We need to rethink food processing infrastructure and laws to ensure essential workers do not become ill. Look at what is happening to hundreds of workers from the Foster Farms poultry processing facilities in California’s Great Central Valley. Eight workers have died. Now the plant is closed further harming the workforce, the company and the community’s economy. If reports are accurate, management was not prepared or sufficiently responsive to county public health officials and no agency forced the company to act appropriately. The lack of enforcement mechanisms is a chronic problem in the agriculture and food sector and must be addressed to achieve resilience.

Finally, we need to think deeply, plan well and invest heavily in social innovations that build community cohesion and the ability to both respond to crises and to pressure legislators at every level to invest in efforts to increase resilience.
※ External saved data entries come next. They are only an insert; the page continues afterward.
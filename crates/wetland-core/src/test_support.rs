//! Fixture writers shared by unit tests.
use std::fs::File;
use std::path::Path;

use tiff::encoder::{colortype, TiffEncoder};
use tiff::tags::Tag;

use crate::raster::{GeoTransform, TAG_GDAL_METADATA, TAG_GDAL_NODATA};

pub fn gdal_metadata(names: &[&str]) -> String {
    let items: String = names
        .iter()
        .enumerate()
        .map(|(i, n)| format!(r#"<Item name="DESCRIPTION" sample="{i}" role="description">{n}</Item>"#))
        .collect();
    format!("<GDALMetadata>{items}</GDALMetadata>")
}

fn geo_tags(gt: GeoTransform) -> (Vec<f64>, Vec<f64>) {
    let (x0, y0) = gt.to_geo(0.0, 0.0);
    let (x1, _) = gt.to_geo(1.0, 0.0);
    let (_, y1) = gt.to_geo(0.0, 1.0);
    (vec![x1 - x0, y0 - y1, 0.0], vec![0.0, 0.0, 0.0, x0, y0, 0.0])
}

/// Write a float GeoTIFF with 1, 3 or 4 chunky bands.
pub fn write_geotiff(
    path: &Path,
    rows: usize,
    cols: usize,
    bands: &[Vec<f32>],
    gt: GeoTransform,
    names: Option<&[&str]>,
    nodata: Option<f64>,
) {
    let n = bands.len();
    let mut interleaved = Vec::with_capacity(rows * cols * n);
    for p in 0..rows * cols {
        for band in bands {
            interleaved.push(band[p]);
        }
    }
    let (scale, tie) = geo_tags(gt);
    let metadata = names.map(gdal_metadata);
    let nodata = nodata.map(|v| v.to_string());

    let file = File::create(path).unwrap();
    let mut encoder = TiffEncoder::new(file).unwrap();

    macro_rules! write_image {
        ($ct:ty) => {{
            let mut image = encoder.new_image::<$ct>(cols as u32, rows as u32).unwrap();
            let dir = image.encoder();
            dir.write_tag(Tag::ModelPixelScaleTag, &scale[..]).unwrap();
            dir.write_tag(Tag::ModelTiepointTag, &tie[..]).unwrap();
            if let Some(xml) = &metadata {
                dir.write_tag(Tag::from_u16_exhaustive(TAG_GDAL_METADATA), xml.as_str()).unwrap();
            }
            if let Some(nd) = &nodata {
                dir.write_tag(Tag::from_u16_exhaustive(TAG_GDAL_NODATA), nd.as_str()).unwrap();
            }
            image.write_data(&interleaved).unwrap();
        }};
    }

    match n {
        1 => write_image!(colortype::Gray32Float),
        3 => write_image!(colortype::RGB32Float),
        4 => write_image!(colortype::RGBA32Float),
        _ => panic!("fixture writer supports 1, 3 or 4 bands, got {n}"),
    }
}

/// Write a single-band u8 label GeoTIFF.
pub fn write_label_tiff(path: &Path, rows: usize, cols: usize, labels: &[u8], gt: GeoTransform) {
    let (scale, tie) = geo_tags(gt);
    let file = File::create(path).unwrap();
    let mut encoder = TiffEncoder::new(file).unwrap();
    let mut image = encoder
        .new_image::<colortype::Gray8>(cols as u32, rows as u32)
        .unwrap();
    let dir = image.encoder();
    dir.write_tag(Tag::ModelPixelScaleTag, &scale[..]).unwrap();
    dir.write_tag(Tag::ModelTiepointTag, &tie[..]).unwrap();
    image.write_data(labels).unwrap();
}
My June podcast with author Dr. Britt Wray explores the range of social innovations emerging around the world that are inspiring people to take actions that strengthen resilience. I was inspired by the good news she shared. It reveals a human impulse to meet what is coming, to unify in defense of what we love and to intensify demands for action that address root causes while preparing to adapt to a warmer and more disaster-prevalent world.

Despite the heat, fires, storms and political polarization, I believe in human capacity to mobilize, organize and prepare. I think our move toward resilience will grow and usher in an age of reunification, a time that will one day be seen as heroic and special, a time of healing and great meaning.